Point-Based Neural Rendering With Neural Point Catacaustics For Interactive Free-Viewpoint Reflection Flow

The visual quality of recent neural rendering techniques is outstanding when used for free-viewpoint rendering of recorded scenes. Such scenes frequently have significant high-frequency view-dependent effects, like reflections from shiny objects, which can be modeled in one of two fundamentally different ways: either using an Eulerian approach, where they take into account a fixed representation of reflections and model directional variation in appearance, or using a Lagrangian solution, where they follow the flow of reflections as the observer moves. By employing either pricey volumetric rendering or mesh-based rendering, most earlier techniques adopt the former by encoding color on fixed points as a function of location and view direction.
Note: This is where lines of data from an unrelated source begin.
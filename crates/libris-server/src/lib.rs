#![forbid(unsafe_code)]
#![cfg_attr(docsrs, feature(doc_cfg))]
#![doc = include_str!("../README.md")]

mod error;
mod utility;

pub mod extract;
pub mod handler;
pub mod middleware;
pub mod service;

pub use crate::error::{BoxedError, Error, ErrorKind, Result};
pub use crate::utility::tracing_targets::*;
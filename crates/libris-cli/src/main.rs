#![forbid(unsafe_code)]
#![cfg_attr(docsrs, feature(doc_cfg))]
#![doc = include_str!("../README.md")]

mod config;
mod server;

use std::process;

use anyhow::Context;
use axum::Router;
use libris_server::handler::routes;
use libris_server::middleware::{
    RouterObservabilityExt, RouterOpenApiExt, RouterRecoveryExt, RouterSecurityExt,
};
use libris_server::service::{ServiceConfig, ServiceState};

use crate::config::{Cli, MiddlewareConfig};

// Tracing target constants
pub const TRACING_TARGET_SERVER_STARTUP: &str = "libris_cli::server::startup";
pub const TRACING_TARGET_SERVER_SHUTDOWN: &str = "libris_cli::server::shutdown";
pub const TRACING_TARGET_CONFIG: &str = "libris_cli::config";

#[tokio::main]
async fn main() {
    let Err(error) = run().await else {
        tracing::info!(
            target: TRACING_TARGET_SERVER_SHUTDOWN,
            "application terminated successfully"
        );
        process::exit(0);
    };

    if tracing::enabled!(tracing::Level::ERROR) {
        tracing::error!(
            target: TRACING_TARGET_SERVER_SHUTDOWN,
            error = %error,
            "application terminated with error"
        );
    } else {
        eprintln!("Error: {error:#}");
    }

    process::exit(1);
}

/// Main application entry point.
async fn run() -> anyhow::Result<()> {
    let cli = Cli::init();

    Cli::init_tracing();
    cli.log();
    cli.validate()?;

    let state = create_service_state(&cli.service).await?;
    let router = create_router(state, &cli.middleware);

    server::serve(router, cli.server).await?;

    Ok(())
}

/// Creates the service state from configuration.
async fn create_service_state(config: &ServiceConfig) -> anyhow::Result<ServiceState> {
    ServiceState::from_config(config)
        .await
        .context("failed to create service state")
}

/// Creates the router with all middleware layers applied.
///
/// Middleware is applied in reverse order (last added = outermost):
/// 1. Recovery (outermost) - catches panics and enforces timeouts
/// 2. Observability - request ids, tracing spans and header redaction
/// 3. Security - CORS, body limit, compression
/// 4. Routes (innermost) - access control and handlers
fn create_router(state: ServiceState, middleware: &MiddlewareConfig) -> Router {
    let api_routes: Router = routes(state.clone())
        .with_open_api(&middleware.openapi)
        .with_state(state);

    api_routes
        .with_security(&middleware.security)
        .with_observability()
        .with_recovery(&middleware.recovery)
}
Instead, their system uses a Neural Warp Field to directly learn reflection flow as a function of perspective, effectively using a Lagrangian approach. Their point-based neural rendering technique makes their interactive rendering possible, which naturally allows reflection points to be bent by the neural field. Because they frequently combine slow volumetric ray-marching with view-dependent queries to represent (relatively) high-frequency reflections, previous methods sometimes include an inherent compromise between quality and performance. Fast approximation options compromise the clarity and sharpness of the reflection while sacrificing angular resolution. In general, such techniques create reflected geometry behind the reflector by modeling density and view-dependent color parameterized by view direction using a multi-layer perceptron (MLP). When combined with volumetric ray-marching, this frequently produces a “foggy” look, missing precise clarity in reflections.

Even if a recent solution enhances the effectiveness of such techniques, volumetric rendering still needs to be improved. Furthermore, using such techniques makes altering scenes with reflections difficult. The bias towards low frequencies in implicit MLP-based neural radiance fields that they avoid by utilizing a Lagrangian, point-based method endures even when other encodings and parameterizations are used. Their strategy provides two additional benefits: Since there is less cost during inference, interactive rendering is possible, and scene modification is simple thanks to the direct representation. They first extract a point cloud from a multi-view dataset using typical 3D reconstruction techniques after a quick manual step to build a reflector mask on three to four pictures, they optimize two distinct point clouds with additional high-dimensional characteristics.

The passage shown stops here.